• _Work required_: Every line of the data that contains the string "Create" must be copied.

• _Material shown_:
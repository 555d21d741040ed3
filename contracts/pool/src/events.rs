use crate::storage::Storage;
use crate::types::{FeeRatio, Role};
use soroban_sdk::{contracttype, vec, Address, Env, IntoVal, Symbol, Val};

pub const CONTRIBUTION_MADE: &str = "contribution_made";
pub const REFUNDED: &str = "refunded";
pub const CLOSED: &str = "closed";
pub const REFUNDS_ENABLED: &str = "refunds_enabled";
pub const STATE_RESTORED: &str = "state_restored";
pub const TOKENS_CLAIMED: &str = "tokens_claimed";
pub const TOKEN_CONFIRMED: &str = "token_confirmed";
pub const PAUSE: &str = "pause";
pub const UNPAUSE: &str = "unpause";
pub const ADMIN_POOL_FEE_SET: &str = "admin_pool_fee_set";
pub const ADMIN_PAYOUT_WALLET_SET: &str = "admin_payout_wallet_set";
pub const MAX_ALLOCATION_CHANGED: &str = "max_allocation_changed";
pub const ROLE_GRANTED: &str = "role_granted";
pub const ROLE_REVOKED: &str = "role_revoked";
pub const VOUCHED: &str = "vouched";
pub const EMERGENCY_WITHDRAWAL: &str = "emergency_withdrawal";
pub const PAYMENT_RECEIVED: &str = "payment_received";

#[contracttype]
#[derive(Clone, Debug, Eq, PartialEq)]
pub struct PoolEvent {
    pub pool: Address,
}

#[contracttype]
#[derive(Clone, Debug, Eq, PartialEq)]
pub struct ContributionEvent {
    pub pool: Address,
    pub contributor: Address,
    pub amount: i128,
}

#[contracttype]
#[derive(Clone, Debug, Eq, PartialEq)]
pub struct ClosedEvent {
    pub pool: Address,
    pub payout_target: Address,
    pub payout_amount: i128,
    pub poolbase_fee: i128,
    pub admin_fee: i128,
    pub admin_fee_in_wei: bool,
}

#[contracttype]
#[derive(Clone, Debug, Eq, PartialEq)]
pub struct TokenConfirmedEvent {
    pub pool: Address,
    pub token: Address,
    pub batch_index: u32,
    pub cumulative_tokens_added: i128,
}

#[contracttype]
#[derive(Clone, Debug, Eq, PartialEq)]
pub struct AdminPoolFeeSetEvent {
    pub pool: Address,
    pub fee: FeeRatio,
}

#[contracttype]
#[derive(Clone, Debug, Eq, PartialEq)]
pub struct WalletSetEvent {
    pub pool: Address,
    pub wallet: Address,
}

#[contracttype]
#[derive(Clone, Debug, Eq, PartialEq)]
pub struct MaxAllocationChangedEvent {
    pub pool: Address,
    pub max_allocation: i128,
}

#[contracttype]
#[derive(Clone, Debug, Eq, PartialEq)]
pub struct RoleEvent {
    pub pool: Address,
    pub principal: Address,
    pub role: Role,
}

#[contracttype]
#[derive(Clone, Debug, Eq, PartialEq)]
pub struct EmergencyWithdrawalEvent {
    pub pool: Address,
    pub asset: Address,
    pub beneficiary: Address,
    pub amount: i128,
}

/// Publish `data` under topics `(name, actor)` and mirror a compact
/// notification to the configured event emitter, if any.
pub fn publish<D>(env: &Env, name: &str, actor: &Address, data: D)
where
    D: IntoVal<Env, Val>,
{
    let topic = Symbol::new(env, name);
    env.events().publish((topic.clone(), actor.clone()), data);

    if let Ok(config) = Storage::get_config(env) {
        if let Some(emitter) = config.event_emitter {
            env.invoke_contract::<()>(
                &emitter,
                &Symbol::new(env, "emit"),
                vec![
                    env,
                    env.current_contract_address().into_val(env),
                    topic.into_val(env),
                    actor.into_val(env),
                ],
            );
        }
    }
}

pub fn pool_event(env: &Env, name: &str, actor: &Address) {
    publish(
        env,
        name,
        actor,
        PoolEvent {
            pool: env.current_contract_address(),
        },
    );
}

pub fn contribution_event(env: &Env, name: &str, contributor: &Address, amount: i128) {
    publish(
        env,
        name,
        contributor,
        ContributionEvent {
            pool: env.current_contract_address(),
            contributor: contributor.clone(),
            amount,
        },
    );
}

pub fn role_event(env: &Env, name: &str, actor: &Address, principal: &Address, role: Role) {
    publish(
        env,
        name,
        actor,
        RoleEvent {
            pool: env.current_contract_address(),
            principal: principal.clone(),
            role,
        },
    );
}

---

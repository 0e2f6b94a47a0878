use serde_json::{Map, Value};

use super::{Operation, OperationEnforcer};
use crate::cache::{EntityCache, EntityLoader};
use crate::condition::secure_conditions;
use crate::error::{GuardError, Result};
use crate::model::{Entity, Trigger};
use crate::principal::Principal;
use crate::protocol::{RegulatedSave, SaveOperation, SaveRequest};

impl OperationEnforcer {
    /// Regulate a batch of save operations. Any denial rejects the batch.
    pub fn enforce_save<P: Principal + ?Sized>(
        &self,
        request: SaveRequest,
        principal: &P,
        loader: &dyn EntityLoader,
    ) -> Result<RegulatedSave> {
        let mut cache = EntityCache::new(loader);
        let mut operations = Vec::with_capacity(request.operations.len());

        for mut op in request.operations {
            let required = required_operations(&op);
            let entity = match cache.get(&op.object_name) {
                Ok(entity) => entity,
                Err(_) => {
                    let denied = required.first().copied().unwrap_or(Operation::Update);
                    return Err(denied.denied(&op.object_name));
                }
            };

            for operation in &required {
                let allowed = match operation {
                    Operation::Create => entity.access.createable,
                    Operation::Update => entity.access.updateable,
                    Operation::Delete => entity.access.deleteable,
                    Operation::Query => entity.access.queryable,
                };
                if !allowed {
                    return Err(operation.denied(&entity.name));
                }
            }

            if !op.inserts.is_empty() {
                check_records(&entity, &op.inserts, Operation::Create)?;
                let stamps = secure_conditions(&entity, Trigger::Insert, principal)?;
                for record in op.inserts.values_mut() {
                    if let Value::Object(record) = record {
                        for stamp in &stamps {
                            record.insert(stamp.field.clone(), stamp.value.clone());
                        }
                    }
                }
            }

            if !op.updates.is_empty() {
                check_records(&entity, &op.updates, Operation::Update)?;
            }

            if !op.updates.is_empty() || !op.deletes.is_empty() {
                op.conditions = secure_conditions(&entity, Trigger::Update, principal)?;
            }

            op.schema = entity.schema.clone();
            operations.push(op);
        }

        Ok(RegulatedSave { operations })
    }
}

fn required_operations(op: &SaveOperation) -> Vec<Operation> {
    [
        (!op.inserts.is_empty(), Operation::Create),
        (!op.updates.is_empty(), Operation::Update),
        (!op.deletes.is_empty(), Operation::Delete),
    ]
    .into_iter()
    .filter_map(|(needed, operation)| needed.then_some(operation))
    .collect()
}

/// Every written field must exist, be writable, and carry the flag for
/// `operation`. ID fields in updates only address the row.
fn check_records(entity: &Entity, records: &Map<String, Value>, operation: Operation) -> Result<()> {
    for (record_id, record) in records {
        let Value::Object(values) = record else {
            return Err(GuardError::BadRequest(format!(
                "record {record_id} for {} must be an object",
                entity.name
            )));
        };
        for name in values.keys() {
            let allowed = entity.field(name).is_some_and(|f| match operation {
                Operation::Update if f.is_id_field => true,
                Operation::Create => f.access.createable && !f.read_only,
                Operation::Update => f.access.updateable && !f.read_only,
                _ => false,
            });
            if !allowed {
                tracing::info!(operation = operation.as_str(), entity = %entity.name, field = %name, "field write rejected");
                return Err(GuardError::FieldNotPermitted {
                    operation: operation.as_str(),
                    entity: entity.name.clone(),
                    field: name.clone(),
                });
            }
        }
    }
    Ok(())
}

• _Answer to the problem_:
                    Operation::Create => entity.access.createable,
                check_records(&entity, &op.inserts, Operation::Create)?;
        (!op.inserts.is_empty(), Operation::Create),
                Operation::Create => f.access.createable && !f.read_only,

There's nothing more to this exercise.